Yeah, so much for counting days. What's new around here?
We decided to get social tonight. My kids were a little lukewarm on the idea, but I helped them think of some friends they could invite, and we set up a Zoom party. They've got 3 friends playing Psyche with them, and they seem to be having fun doing something. We'll have to ask them after they're done if it's more fun to play a game together or to just call and talk to someone on the phone. But it's good for them to see someone other than their siblings.
My big struggle of the day is feeling bad for my friends in the Philippines. I think I told you about this a few days ago. They are on lockdown - more strict than ours - but since they don't have internet in most homes, they don't have school of any sort. They're just in the 1 bedroom house with no yard with their kids and no internet all day. Gosh, it sounds tough!
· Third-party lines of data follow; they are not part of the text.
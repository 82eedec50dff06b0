mod aws;
mod check;
mod cli;
mod command;
mod config;
mod content_type;
mod error;
mod lightsail;
mod manifest;
mod mirror;
mod package;
mod route53;
mod s3;
mod ssh;

use clap::Parser;

use crate::cli::{Cli, Commands};
use crate::config::DeployConfig;
use crate::error::Result;

fn main() {
    init_tracing();
    let cli = Cli::parse();
    if let Err(err) = run(cli) {
        eprintln!("error: {err}");
        std::process::exit(1);
    }
}

fn run(cli: Cli) -> Result<()> {
    // The snapshot is taken before any network call; missing credentials
    // fail here.
    let config = DeployConfig::from_env()?;
    match cli.command {
        Commands::Sync(args) => runtime()?.block_on(s3::sync(&config, args)),
        Commands::Mirror(args) => mirror::run(&config, args),
        Commands::Deploy(args) => lightsail::deploy(&config, args),
        Commands::VerifyDomain => runtime()?.block_on(route53::run(&config)),
        Commands::Check => runtime()?.block_on(check::run(&config)),
    }
}

fn runtime() -> Result<tokio::runtime::Runtime> {
    Ok(tokio::runtime::Builder::new_multi_thread()
        .enable_all()
        .build()?)
}

fn init_tracing() {
    let env_filter = tracing_subscriber::EnvFilter::try_from_default_env()
        .unwrap_or_else(|_| "info".into());
    tracing_subscriber::fmt()
        .with_env_filter(env_filter)
        .with_target(false)
        .try_init()
        .ok();
}
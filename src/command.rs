use crate::error::{DeployError, Result};

/// The fixed set of fields a command template may reference.
#[derive(Debug, Clone, Copy)]
pub struct TemplateVars<'a> {
    pub remote_app_dir: &'a str,
    pub remote_nginx_dir: &'a str,
    pub domain: &'a str,
    pub server_ip: &'a str,
}

impl<'a> TemplateVars<'a> {
    fn lookup(&self, name: &str) -> Option<&'a str> {
        match name {
            "remote_app_dir" => Some(self.remote_app_dir),
            "remote_nginx_dir" => Some(self.remote_nginx_dir),
            "domain" => Some(self.domain),
            "server_ip" => Some(self.server_ip),
            _ => None,
        }
    }
}

/// Substitutes `{name}` placeholders. Fails closed: an unknown name or an
/// unterminated brace is an error, raised before any remote command runs.
pub fn resolve(template: &str, vars: &TemplateVars) -> Result<String> {
    let mut resolved = String::with_capacity(template.len());
    let mut chars = template.chars();
    while let Some(ch) = chars.next() {
        if ch != '{' {
            if ch == '}' {
                return Err(template_error(template, "unmatched '}'"));
            }
            resolved.push(ch);
            continue;
        }
        let mut name = String::new();
        loop {
            match chars.next() {
                Some('}') => break,
                Some(inner) => name.push(inner),
                None => return Err(template_error(template, "unterminated placeholder")),
            }
        }
        match vars.lookup(&name) {
            Some(value) => resolved.push_str(value),
            None => {
                return Err(template_error(
                    template,
                    &format!("unknown placeholder {{{name}}}"),
                ))
            }
        }
    }
    Ok(resolved)
}

/// Resolves an ordered template list; the first bad template aborts the
/// whole list so nothing partially-resolved ever reaches a session.
pub fn resolve_all(templates: &[String], vars: &TemplateVars) -> Result<Vec<String>> {
    templates
        .iter()
        .map(|template| resolve(template, vars))
        .collect()
}

fn template_error(template: &str, reason: &str) -> DeployError {
    DeployError::Template {
        template: template.to_string(),
        reason: reason.to_string(),
    }
}

/// Single-quotes a value for safe interpolation into a remote shell command.
pub fn shell_quote(value: &str) -> String {
    if value.is_empty() {
        return "''".to_string();
    }
    let escaped = value.replace('\'', "'\"'\"'");
    format!("'{escaped}'")
}
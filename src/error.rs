use thiserror::Error;

/// Unified error contract for every deployment operation. The CLI entry
/// point is the only place that turns one of these into an exit code.
#[derive(Debug, Error)]
pub enum DeployError {
    #[error("configuration error: {0}")]
    Config(String),

    #[error("transfer failed: {0}")]
    Transfer(String),

    #[error("remote command exited with status {status}: {command}")]
    RemoteExec { command: String, status: i32 },

    #[error("command template error in {template:?}: {reason}")]
    Template { template: String, reason: String },

    #[error("domain verification failed: {0}")]
    Verification(String),

    #[error("build step failed: {0}")]
    Build(String),

    #[error(transparent)]
    Io(#[from] std::io::Error),
}

impl From<ssh2::Error> for DeployError {
    fn from(err: ssh2::Error) -> Self {
        DeployError::Transfer(err.to_string())
    }
}

impl From<walkdir::Error> for DeployError {
    fn from(err: walkdir::Error) -> Self {
        DeployError::Io(err.into())
    }
}

pub type Result<T> = std::result::Result<T, DeployError>;
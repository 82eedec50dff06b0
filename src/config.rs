use std::collections::HashMap;
use std::path::PathBuf;

use crate::error::{DeployError, Result};

const DEFAULT_REGION: &str = "us-east-1";
const DEFAULT_SSH_PORT: u16 = 22;
const DEFAULT_EC2_KEY_PATH: &str = "~/.ssh/aws_key";
const DEFAULT_LIGHTSAIL_USER: &str = "bitnami";
const DEFAULT_LIGHTSAIL_KEY_PATH: &str = "~/.ssh/lightsail.pem";
const DEFAULT_REMOTE_APP_DIR: &str = "/opt/bitnami/apache/htdocs/app";
const DEFAULT_REMOTE_NGINX_DIR: &str = "/opt/bitnami/nginx/conf/server_blocks";
const DEFAULT_NGINX_CONFIG_FILE: &str = "config/nginx.conf";

const DEFAULT_DEPLOY_FILES: [&str; 6] = [
    "build",
    "backend",
    "config",
    "package.json",
    "package-lock.json",
    "server.js",
];

const DEFAULT_POST_DEPLOY_COMMANDS: [&str; 3] = [
    "cd {remote_app_dir} && npm install --production",
    "pm2 stop {domain} || true",
    "cd {remote_app_dir} && pm2 start server.js --name {domain}",
];

const DEFAULT_RESTART_COMMANDS: [&str; 1] = ["sudo /opt/bitnami/ctlscript.sh restart nginx"];

/// S3 bucket plus optional key prefix and CloudFront distribution.
#[derive(Debug, Clone)]
pub struct ObjectStorageTarget {
    pub bucket: String,
    pub key_prefix: Option<String>,
    pub distribution_id: Option<String>,
}

/// A host reachable over SSH onto which a directory tree is mirrored.
#[derive(Debug, Clone)]
pub struct RemoteHostTarget {
    pub host: String,
    pub port: u16,
    pub username: String,
    pub key_path: PathBuf,
    pub remote_root: String,
}

/// A pm2 + nginx host that receives the packaged archive.
#[derive(Debug, Clone)]
pub struct PackagedTarget {
    pub host: String,
    pub port: u16,
    pub username: String,
    pub key_path: PathBuf,
    pub remote_app_dir: String,
    pub remote_nginx_dir: String,
}

/// Immutable snapshot of the deployment environment, taken once at startup.
/// No component reads process state after this is constructed.
#[derive(Debug, Clone)]
pub struct DeployConfig {
    pub aws_access_key_id: String,
    pub aws_secret_access_key: String,
    pub aws_region: String,
    pub s3_bucket: String,
    pub cloudfront_distribution_id: Option<String>,
    pub domain: Option<String>,
    pub route53_hosted_zone_id: Option<String>,

    pub ec2_host: Option<String>,
    pub ec2_port: u16,
    pub ec2_username: Option<String>,
    pub ec2_key_path: PathBuf,

    pub lightsail_ip: Option<String>,
    pub lightsail_ssh_user: String,
    pub lightsail_ssh_port: u16,
    pub lightsail_key_path: PathBuf,
    pub remote_app_dir: String,
    pub remote_nginx_dir: String,
    pub nginx_config_file: String,

    pub deploy_files: Vec<String>,
    pub post_deploy_commands: Vec<String>,
    pub restart_commands: Vec<String>,
}

impl DeployConfig {
    /// Loads `.env` (if present) and snapshots the process environment.
    pub fn from_env() -> Result<Self> {
        dotenvy::dotenv().ok();
        let vars: HashMap<String, String> = std::env::vars().collect();
        Self::from_vars(&vars)
    }

    pub fn from_vars(vars: &HashMap<String, String>) -> Result<Self> {
        let home = get(vars, "HOME");

        let aws_access_key_id = require(vars, "AWS_ACCESS_KEY_ID")?;
        let aws_secret_access_key = require(vars, "AWS_SECRET_ACCESS_KEY")?;
        let s3_bucket = require(vars, "AWS_S3_BUCKET")?;

        Ok(Self {
            aws_access_key_id,
            aws_secret_access_key,
            aws_region: get(vars, "AWS_REGION").unwrap_or_else(|| DEFAULT_REGION.to_string()),
            s3_bucket,
            cloudfront_distribution_id: get(vars, "AWS_CLOUDFRONT_DISTRIBUTION_ID"),
            domain: get(vars, "DOMAIN"),
            route53_hosted_zone_id: get(vars, "AWS_ROUTE53_HOSTED_ZONE_ID"),

            ec2_host: get(vars, "AWS_EC2_HOST"),
            ec2_port: parse_port(vars, "AWS_EC2_PORT")?.unwrap_or(DEFAULT_SSH_PORT),
            ec2_username: get(vars, "AWS_EC2_USERNAME"),
            ec2_key_path: expand_home(
                &get(vars, "AWS_EC2_KEY_PATH").unwrap_or_else(|| DEFAULT_EC2_KEY_PATH.to_string()),
                home.as_deref(),
            ),

            lightsail_ip: get(vars, "LIGHTSAIL_IP"),
            lightsail_ssh_user: get(vars, "LIGHTSAIL_SSH_USER")
                .unwrap_or_else(|| DEFAULT_LIGHTSAIL_USER.to_string()),
            lightsail_ssh_port: parse_port(vars, "LIGHTSAIL_SSH_PORT")?.unwrap_or(DEFAULT_SSH_PORT),
            lightsail_key_path: expand_home(
                &get(vars, "LIGHTSAIL_SSH_KEY_PATH")
                    .unwrap_or_else(|| DEFAULT_LIGHTSAIL_KEY_PATH.to_string()),
                home.as_deref(),
            ),
            remote_app_dir: get(vars, "LIGHTSAIL_REMOTE_DIR")
                .unwrap_or_else(|| DEFAULT_REMOTE_APP_DIR.to_string()),
            remote_nginx_dir: get(vars, "LIGHTSAIL_NGINX_DIR")
                .unwrap_or_else(|| DEFAULT_REMOTE_NGINX_DIR.to_string()),
            nginx_config_file: get(vars, "NGINX_CONFIG_FILE")
                .unwrap_or_else(|| DEFAULT_NGINX_CONFIG_FILE.to_string()),

            deploy_files: get(vars, "DEPLOY_FILES")
                .map(|value| {
                    value
                        .split(',')
                        .map(|item| item.trim().to_string())
                        .filter(|item| !item.is_empty())
                        .collect()
                })
                .unwrap_or_else(|| DEFAULT_DEPLOY_FILES.map(String::from).to_vec()),
            post_deploy_commands: DEFAULT_POST_DEPLOY_COMMANDS.map(String::from).to_vec(),
            restart_commands: DEFAULT_RESTART_COMMANDS.map(String::from).to_vec(),
        })
    }

    pub fn require_domain(&self) -> Result<&str> {
        self.domain
            .as_deref()
            .ok_or_else(|| DeployError::Config("DOMAIN is required for this command".to_string()))
    }

    pub fn object_storage_target(&self, key_prefix: Option<String>) -> ObjectStorageTarget {
        ObjectStorageTarget {
            bucket: self.s3_bucket.clone(),
            key_prefix,
            distribution_id: self.cloudfront_distribution_id.clone(),
        }
    }

    pub fn mirror_target(&self, remote_root: String) -> Result<RemoteHostTarget> {
        let host = self
            .ec2_host
            .clone()
            .ok_or_else(|| DeployError::Config("AWS_EC2_HOST is required for mirror".to_string()))?;
        let username = self.ec2_username.clone().ok_or_else(|| {
            DeployError::Config("AWS_EC2_USERNAME is required for mirror".to_string())
        })?;
        Ok(RemoteHostTarget {
            host,
            port: self.ec2_port,
            username,
            key_path: self.ec2_key_path.clone(),
            remote_root,
        })
    }

    pub fn packaged_target(&self) -> Result<PackagedTarget> {
        let host = self
            .lightsail_ip
            .clone()
            .ok_or_else(|| DeployError::Config("LIGHTSAIL_IP is required for deploy".to_string()))?;
        Ok(PackagedTarget {
            host,
            port: self.lightsail_ssh_port,
            username: self.lightsail_ssh_user.clone(),
            key_path: self.lightsail_key_path.clone(),
            remote_app_dir: self.remote_app_dir.clone(),
            remote_nginx_dir: self.remote_nginx_dir.clone(),
        })
    }
}

fn get(vars: &HashMap<String, String>, key: &str) -> Option<String> {
    vars.get(key)
        .map(|value| value.trim().to_string())
        .filter(|value| !value.is_empty())
}

fn require(vars: &HashMap<String, String>, key: &str) -> Result<String> {
    get(vars, key)
        .ok_or_else(|| DeployError::Config(format!("{key} environment variable is missing")))
}

fn parse_port(vars: &HashMap<String, String>, key: &str) -> Result<Option<u16>> {
    match get(vars, key) {
        None => Ok(None),
        Some(raw) => raw
            .parse::<u16>()
            .map(Some)
            .map_err(|_| DeployError::Config(format!("{key} is not a valid port: {raw}"))),
    }
}

fn expand_home(path: &str, home: Option<&str>) -> PathBuf {
    if let (Some(home), Some(rest)) = (home, path.strip_prefix("~/")) {
        return PathBuf::from(home).join(rest);
    }
    PathBuf::from(path)
}

#[cfg(test)]
mod tests {
    use super::*;

    fn base_vars() -> HashMap<String, String> {
        HashMap::from([
            ("AWS_ACCESS_KEY_ID".to_string(), "AKIATEST".to_string()),
            ("AWS_SECRET_ACCESS_KEY".to_string(), "secret".to_string()),
            ("AWS_S3_BUCKET".to_string(), "my-assets".to_string()),
        ])
    }

    #[test]
    fn minimal_vars_use_defaults() {
        let config = DeployConfig::from_vars(&base_vars()).expect("config");
        assert_eq!(config.aws_region, "us-east-1");
        assert_eq!(config.lightsail_ssh_user, "bitnami");
        assert_eq!(config.lightsail_ssh_port, 22);
        assert_eq!(config.ec2_port, 22);
        assert_eq!(config.deploy_files.len(), 6);
        assert!(config.deploy_files.contains(&"server.js".to_string()));
        assert!(config.cloudfront_distribution_id.is_none());
    }

    #[test]
    fn missing_bucket_fails_at_startup() {
        let mut vars = base_vars();
        vars.remove("AWS_S3_BUCKET");
        let err = DeployConfig::from_vars(&vars).unwrap_err();
        assert!(err.to_string().contains("AWS_S3_BUCKET"));
    }

    #[test]
    fn missing_credentials_fail_at_startup() {
        let mut vars = base_vars();
        vars.remove("AWS_ACCESS_KEY_ID");
        assert!(DeployConfig::from_vars(&vars).is_err());
        let mut vars = base_vars();
        vars.insert("AWS_SECRET_ACCESS_KEY".to_string(), "  ".to_string());
        assert!(DeployConfig::from_vars(&vars).is_err());
    }

    #[test]
    fn key_paths_expand_home() {
        let mut vars = base_vars();
        vars.insert("HOME".to_string(), "/home/deploy".to_string());
        vars.insert(
            "LIGHTSAIL_SSH_KEY_PATH".to_string(),
            "~/.ssh/lightsail.pem".to_string(),
        );
        let config = DeployConfig::from_vars(&vars).expect("config");
        assert_eq!(
            config.lightsail_key_path,
            PathBuf::from("/home/deploy/.ssh/lightsail.pem")
        );
    }

    #[test]
    fn deploy_files_override_is_parsed() {
        let mut vars = base_vars();
        vars.insert("DEPLOY_FILES".to_string(), "dist, server.js".to_string());
        let config = DeployConfig::from_vars(&vars).expect("config");
        assert_eq!(config.deploy_files, vec!["dist", "server.js"]);
    }

    #[test]
    fn invalid_port_is_a_config_error() {
        let mut vars = base_vars();
        vars.insert("LIGHTSAIL_SSH_PORT".to_string(), "ssh".to_string());
        assert!(DeployConfig::from_vars(&vars).is_err());
    }

    #[test]
    fn mirror_target_requires_host_and_username() {
        let config = DeployConfig::from_vars(&base_vars()).expect("config");
        assert!(config.mirror_target("/var/www".to_string()).is_err());

        let mut vars = base_vars();
        vars.insert("AWS_EC2_HOST".to_string(), "10.0.0.5".to_string());
        vars.insert("AWS_EC2_USERNAME".to_string(), "ubuntu".to_string());
        let config = DeployConfig::from_vars(&vars).expect("config");
        let target = config.mirror_target("/var/www".to_string()).expect("target");
        assert_eq!(target.host, "10.0.0.5");
        assert_eq!(target.remote_root, "/var/www");
    }

    #[test]
    fn packaged_target_requires_server_ip() {
        let config = DeployConfig::from_vars(&base_vars()).expect("config");
        assert!(config.packaged_target().is_err());
    }
}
So we thought it would be fun to mail them a game to play! I wrote to my friends and got their addresses. Then I went to Amazon to order, and nothing was available to ship to the Philippines. After some investigation, I figured out...there's no postal service right now. Nothing can be delivered.
I was so disappointed! I already told my friends I wanted to send them something, now we were all going to be disappointed. I literally spent all day trying to figure out a way to get something to them.
Anyone who knows me knows how much I struggle with the inequality between our lives. Why is it fair that I live in a big house with lots of nice stuff, a nice yard, fabulous internet, wonderful schools, beautiful roads and no giant scary cockroaches and spiders? (Ok, fine, they have mangoes and coconuts...which cancels out the cockroaches and spiders.) I'm no smarter, better or more righteous than they are. There's no reason that I should get an easier life than they do. And yet, every day, when I make choices that are ridiculously normal to the people around me, there's a part in the back of my brain that recognizes how morbidly extravagant that is compared to my friends who are just trying to get by. And I have no power to change the situation. But every once in a while, I try to overcome the difficulties of sending things halfway around the world, and at least help out someone stuck in their house for a month with no internet. So I do feel really bad that my effort was foiled.
Anyway, sa mga kaibigan sa Manila, mahal ko kayo. I'm sorry mahirap ang buhay ngayon.
As I was messaging some friends today, one of my friends was online, and we ended up chatting for a bit by video. It was so fun! But seriously, weird to be talking to someone out loud in Tagalog. Whenever I got a word that I struggled with, guess what - my hands started drawing what I was trying to say. That didn't do any good. I used to use all the words that you use in Tagalog when you don't know the word you want. I've lost the habit, and have put in hand gestures in that part of my brain. So after I got done with the phone call, I mentally practiced saying "kuwan" and "mag-ano" - I'll be ready next time. Grabe, I need more Tagalog practice!
On to less brooding thoughts, it rained yesterday for the first time since we've been stuck at home. This interrupted our exercise plans. So instead of going to play tennis, we stayed inside and did Just Dance on YouTube. I enjoyed myself, but SOME of my kids have a B.A. (Bad Attitude) about dancing. I should have made them go out and play basketball if they didn't want to be in with us. Today was lovely weather, but I realized we couldn't all go to play tennis. We have 4 rackets, and the other kids go play on the playground. But since Jane had a fever, we can't play on the playground. So I stayed home and did Just Dance with the two little kids while the 4 older kids went and played tennis (without touching ANYTHING.) It worked.
For FHE last night, we had some lemons that we made into lemonade. The idea was that life had handed us something unexpected and somewhat less desirable than some other options...but with some work, we could still make something nice with it. And I'll tell you what - fresh lemonade tastes better. Somewhat ironically, we also had Baked Alaska for dessert - Lillian had been working for several days to make one, and it didn't make any sense to put it off. So we had lemonade and Baked Alaska. And it was fabulous :) We did note that with all this staying at home, we generate a LOT more dishes. Not only because everyone is home, but because if you don't have anything else to do, you might as well do some baking! Fortunately, we're exercising, so we have some room for those extra calories!!